This blog is part 2 of a 3 part series of implementing a gradient filter on an FPGA. If you have not already read part2 see the link below to get up to speed before reading this blog. Additionally the user can catch some of our previous blog posts, linked below.

Part1 of this blog series

Other FPGA blogs by ValentF(x)

## Introduction

Gradient filters for image processing are kernel based operations that process an array of pixels from an input image to generate a single pixel in an output image. Most gradient filter algorithms use a 3x3 pixel window but some uses a 2x2 pixel window. In this posts we will work on a Sobel based operator to implement the gradient filter. The Sobel kernel is designed to extract the gradient in an image, either over the U axis (along columns) or V axis (along horizontal lines) and the two U/V oriented filters can be combined to extract the gradient direction or the U/V gradient intensity.

*Figure 1 : beagleboard.org logo and its gradient intensity, extracted using U/V Sobel filters*

Figure 2 : Computing gradient intensity for a small image

Gradient filter is a step for many vision processing tasks like : edge enhancement, corner extraction, edge detection ...

## Problem analysis

In this part of the article we will analyze the Sobel filter for the V direction (rows) and then generalize to the U direction (columns).

The Sobel filter is a 2D spatial high-pass FIR filter (Sobel operator - Wikipedia, the free encyclopedia). FIR Filter refers to Finite Impulse Response. This class of filter computes the filter output based-on the input history, as opposed to an Infinite Impulse Response Filter (IIR) that computes the output based on input history and output history.

The filter kernel is composed of the following:

This means that to generate a single pixel in the output image, we need to access 9 pixels in the input image, multiply them by 9 values and add the partial results. If Some kernel components are 0, only 6 multiplication and 5 addition operations are needed to be performed. This operation of multiplying the kernel values with values from the input to generate a single output, called a convolution and is the foundation of a wide range of kernel based operations.

Figure 2 : Convolution operation for a 3x3 kernel

To sum-up, the convolution operations requires :

- To be able to generate a 3x3 pixel window from the input image for every U,V positions in this image
- To perform 9 multiplications and 8 additions for every pixel (can be optimized depending on the kernel)

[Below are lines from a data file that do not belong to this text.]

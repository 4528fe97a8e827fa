//! Listener facing angle.
//!
//! Degrees, clockwise seen from above, 0 = facing -Z (the front of the room).

use crate::vec3::Vec3;

/// Wrap any finite angle into [0, 360).
pub fn wrap_degrees(angle: f32) -> f32 {
    let mut wrapped = libm::fmodf(angle, 360.0);
    if wrapped < 0.0 {
        wrapped += 360.0;
    }
    // -1e-6 + 360.0 rounds to 360.0 in f32
    if wrapped >= 360.0 {
        wrapped = 0.0;
    }
    wrapped
}

/// The listener's current facing angle, always wrapped to [0, 360).
#[derive(Clone, Copy, Debug, Default, PartialEq)]
pub struct Orientation(f32);

impl Orientation {
    pub fn from_degrees(degrees: f32) -> Self {
        Self(wrap_degrees(degrees))
    }

    pub fn degrees(self) -> f32 {
        self.0
    }

    pub fn radians(self) -> f32 {
        self.0.to_radians()
    }

    /// Rotate by `delta` degrees and re-wrap.
    pub fn rotated(self, delta: f32) -> Self {
        Self::from_degrees(self.0 + delta)
    }

    /// Forward unit vector on the horizontal plane.
    pub fn forward(self) -> Vec3 {
        let rad = self.radians();
        Vec3::new(libm::sinf(rad), 0.0, -libm::cosf(rad))
    }
}

#[cfg(test)]
mod tests {
    use super::*;

    #[test]
    fn wrap_keeps_range() {
        assert_eq!(wrap_degrees(0.0), 0.0);
        assert_eq!(wrap_degrees(360.0), 0.0);
        assert!((wrap_degrees(370.0) - 10.0).abs() < 1e-4);
        assert!((wrap_degrees(-10.0) - 350.0).abs() < 1e-4);
        assert!((wrap_degrees(-725.0) - 355.0).abs() < 1e-3);
    }

    #[test]
    fn tiny_negative_wraps_to_zero_not_360() {
        let w = wrap_degrees(-1e-6);
        assert!((0.0..360.0).contains(&w));
    }

    #[test]
    fn forward_at_zero_faces_front() {
        let f = Orientation::from_degrees(0.0).forward();
        assert!(f.x.abs() < 1e-6);
        assert!((f.z + 1.0).abs() < 1e-6);
    }

    #[test]
    fn forward_at_ninety_faces_right() {
        let f = Orientation::from_degrees(90.0).forward();
        assert!((f.x - 1.0).abs() < 1e-6);
        assert!(f.z.abs() < 1e-6);
    }

    #[test]
    fn rotated_wraps() {
        let o = Orientation::from_degrees(350.0).rotated(20.0);
        assert!((o.degrees() - 10.0).abs() < 1e-4);
    }
}
//! Scene panel: the transforms a 3D renderer would apply this frame, plus
//! per-speaker gain faders.

use hx_master::SceneTransforms;

use super::input::GuiAction;
use super::{process_actions, GuiState};

pub fn scene_panel(ui: &imgui::Ui, gui: &mut GuiState) {
    let transforms = SceneTransforms::from_view(&gui.frame);
    ui.text(format!(
        "Camera yaw {:+.3} rad  arrow ({:+.2}, {:+.2})",
        transforms.camera_yaw, transforms.arrow.0, transforms.arrow.1
    ));

    let mut actions = Vec::new();
    if let Some(_table) = ui.begin_table("speakers", 3) {
        ui.table_setup_column("Spk");
        ui.table_setup_column("Position");
        ui.table_setup_column("Gain");
        ui.table_headers_row();

        for (i, speaker) in transforms.speakers.iter().enumerate() {
            ui.table_next_row();
            ui.table_next_column();
            ui.text(format!("{}", i + 1));
            ui.table_next_column();
            ui.text(format!("{:+.1} {:+.1} {:+.1}", speaker.world.x, speaker.world.y, speaker.world.z));
            ui.table_next_column();
            let mut gain = speaker.intensity;
            ui.set_next_item_width(-1.0);
            if ui.slider(format!("##gain{i}"), 0.0, 1.0, &mut gain) {
                actions.push(GuiAction::SetSpeakerGain { speaker: i, value: gain });
            }
        }
    }
    process_actions(gui, &actions);
}
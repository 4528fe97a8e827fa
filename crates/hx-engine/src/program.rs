//! The program feed: the mono track every speaker plays.

use std::f64::consts::TAU;

/// Anything that can produce the program signal at a media time.
pub trait ProgramSource {
    /// Mono sample at `time` seconds; silence outside the program.
    fn sample_at(&self, time: f64) -> f32;
    /// Length in seconds, if the source is finite.
    fn duration(&self) -> Option<f64>;
}

/// A decoded track held in memory, resampled on read.
#[derive(Clone, Debug, PartialEq)]
pub struct ProgramBuffer {
    samples: Vec<f32>,
    sample_rate: u32,
}

impl ProgramBuffer {
    pub fn new(samples: Vec<f32>, sample_rate: u32) -> Self {
        Self {
            samples,
            sample_rate: sample_rate.max(1),
        }
    }

    /// Downmix interleaved frames of `channels` samples to mono.
    pub fn from_interleaved(data: &[f32], channels: usize, sample_rate: u32) -> Self {
        let channels = channels.max(1);
        let samples = data
            .chunks_exact(channels)
            .map(|frame| frame.iter().sum::<f32>() / channels as f32)
            .collect();
        Self::new(samples, sample_rate)
    }

    pub fn sample_rate(&self) -> u32 {
        self.sample_rate
    }

    pub fn samples(&self) -> &[f32] {
        &self.samples
    }

    pub fn len(&self) -> usize {
        self.samples.len()
    }

    pub fn is_empty(&self) -> bool {
        self.samples.is_empty()
    }
}

impl ProgramSource for ProgramBuffer {
    fn sample_at(&self, time: f64) -> f32 {
        if time.is_nan() || time < 0.0 {
            return 0.0;
        }
        let pos = time * self.sample_rate as f64;
        let idx = pos as usize;
        let frac = (pos - idx as f64) as f32;
        let Some(&a) = self.samples.get(idx) else {
            return 0.0;
        };
        let b = self.samples.get(idx + 1).copied().unwrap_or(0.0);
        a + (b - a) * frac
    }

    fn duration(&self) -> Option<f64> {
        Some(self.samples.len() as f64 / self.sample_rate as f64)
    }
}

/// Pulsed sine used when no track could be loaded, so the spatial movement
/// is still audible.
#[derive(Clone, Copy, Debug, PartialEq)]
pub struct TestTone {
    pub frequency: f64,
    pub amplitude: f32,
    /// Pulses per second.
    pub pulse_rate: f64,
    pub length: f64,
}

impl TestTone {
    pub fn new(length: f64) -> Self {
        Self {
            frequency: 440.0,
            amplitude: 0.25,
            pulse_rate: 2.0,
            length: length.max(0.0),
        }
    }
}

impl ProgramSource for TestTone {
    fn sample_at(&self, time: f64) -> f32 {
        if !(0.0..self.length).contains(&time) {
            return 0.0;
        }
        // Raised-cosine envelope per pulse avoids clicks at pulse edges.
        let phase = (time * self.pulse_rate).fract();
        let env = 0.5 - 0.5 * (phase * TAU).cos();
        (self.amplitude as f64 * env * (time * self.frequency * TAU).sin()) as f32
    }

    fn duration(&self) -> Option<f64> {
        Some(self.length)
    }
}

/// The program a session plays.
#[derive(Clone, Debug, PartialEq)]
pub enum Program {
    Buffer(ProgramBuffer),
    Tone(TestTone),
}

impl ProgramSource for Program {
    fn sample_at(&self, time: f64) -> f32 {
        match self {
            Program::Buffer(b) => b.sample_at(time),
            Program::Tone(t) => t.sample_at(time),
        }
    }

    fn duration(&self) -> Option<f64> {
        match self {
            Program::Buffer(b) => b.duration(),
            Program::Tone(t) => t.duration(),
        }
    }
}

/// Min/max peaks of the program, one pair per bucket, for the lane view.
#[derive(Clone, Debug, Default, PartialEq)]
pub struct Waveform {
    peaks: Vec<(f32, f32)>,
    duration: f64,
}

/// Reads per bucket when scanning a program.
const READS_PER_BUCKET: usize = 64;

impl Waveform {
    pub fn from_program(program: &impl ProgramSource, buckets: usize) -> Self {
        let duration = program.duration().unwrap_or(0.0);
        if buckets == 0 || duration <= 0.0 {
            return Self::default();
        }
        let bucket_len = duration / buckets as f64;
        let peaks = (0..buckets)
            .map(|b| {
                let start = b as f64 * bucket_len;
                (0..READS_PER_BUCKET).fold((0.0f32, 0.0f32), |(lo, hi), p| {
                    let s = program.sample_at(start + bucket_len * p as f64 / READS_PER_BUCKET as f64);
                    (lo.min(s), hi.max(s))
                })
            })
            .collect();
        Self { peaks, duration }
    }

    pub fn peaks(&self) -> &[(f32, f32)] {
        &self.peaks
    }

    pub fn duration(&self) -> f64 {
        self.duration
    }

    /// Bucket covering media time `time`.
    pub fn bucket_at(&self, time: f64) -> Option<usize> {
        if self.peaks.is_empty() || !(0.0..self.duration).contains(&time) {
            return None;
        }
        Some(((time / self.duration) * self.peaks.len() as f64) as usize)
    }
}
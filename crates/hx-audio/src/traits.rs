//! Audio output trait and error types.

use hx_engine::Frame;
use thiserror::Error;

/// Error type for audio operations.
#[derive(Debug, Error)]
pub enum AudioError {
    #[error("device init error: {0}")]
    DeviceInit(String),
    #[error("stream create error: {0}")]
    StreamCreate(String),
    #[error("playback error: {0}")]
    Playback(String),
    #[error("no audio device available")]
    NoDevice,
}

/// Trait for audio output backends.
///
/// Writes never block: the caller asks how much room there is and renders
/// exactly that much, so all engine state stays on the caller's thread.
pub trait AudioOutput {
    fn sample_rate(&self) -> u32;

    /// Frames that can be written right now without dropping any.
    fn vacant(&self) -> usize;

    /// Queue frames for playback. Returns how many were accepted.
    fn write(&mut self, frames: &[Frame]) -> usize;

    fn start(&mut self) -> Result<(), AudioError>;

    fn stop(&mut self) -> Result<(), AudioError>;
}
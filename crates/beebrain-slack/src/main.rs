// ABOUTME: Entry point for the beebrain binary.
// ABOUTME: Parses CLI flags, initializes logging, and runs the webhook service.

use anyhow::Result;
use clap::Parser;
use tracing_subscriber::filter::LevelFilter;
use tracing_subscriber::EnvFilter;

#[derive(Parser)]
#[command(name = "beebrain")]
#[command(about = "Slack conversational agent backed by a local LLM")]
struct Cli {
    /// Config file path
    #[arg(short, long, env = "BEEBRAIN_CONFIG")]
    config: Option<std::path::PathBuf>,

    /// Log level for beebrain crates (error, warn, info, debug, trace)
    #[arg(long, env = "LOG_LEVEL", default_value = "info")]
    log_level: String,
}

#[tokio::main]
async fn main() -> Result<()> {
    let _ = dotenvy::dotenv();

    let cli = Cli::parse();

    let (level, invalid_level) = match cli.log_level.parse::<LevelFilter>() {
        Ok(level) => (level, false),
        Err(_) => (LevelFilter::INFO, true),
    };

    let filter = EnvFilter::try_from_default_env().unwrap_or_else(|_| {
        EnvFilter::new(format!(
            "warn,beebrain_core={level},beebrain_slack={level}",
            level = level
        ))
    });
    tracing_subscriber::fmt().with_env_filter(filter).init();

    if invalid_level {
        tracing::warn!(log_level = %cli.log_level, "Invalid log level, using info");
    }

    beebrain_slack::run(cli.config).await
}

In a typical software implementation, the program has direct access to the complete image, which makes accessing the data a memory addressing problem to generate the 3x3 window. Based on our previous post, Gradient Filter implementation on an FPGA - Part 1 Interfacing an FPGA with a camera we only have access to a single pixel of the image at a given time so the window problem will require to manage a memory that stores a number of pixels of the pixel stream.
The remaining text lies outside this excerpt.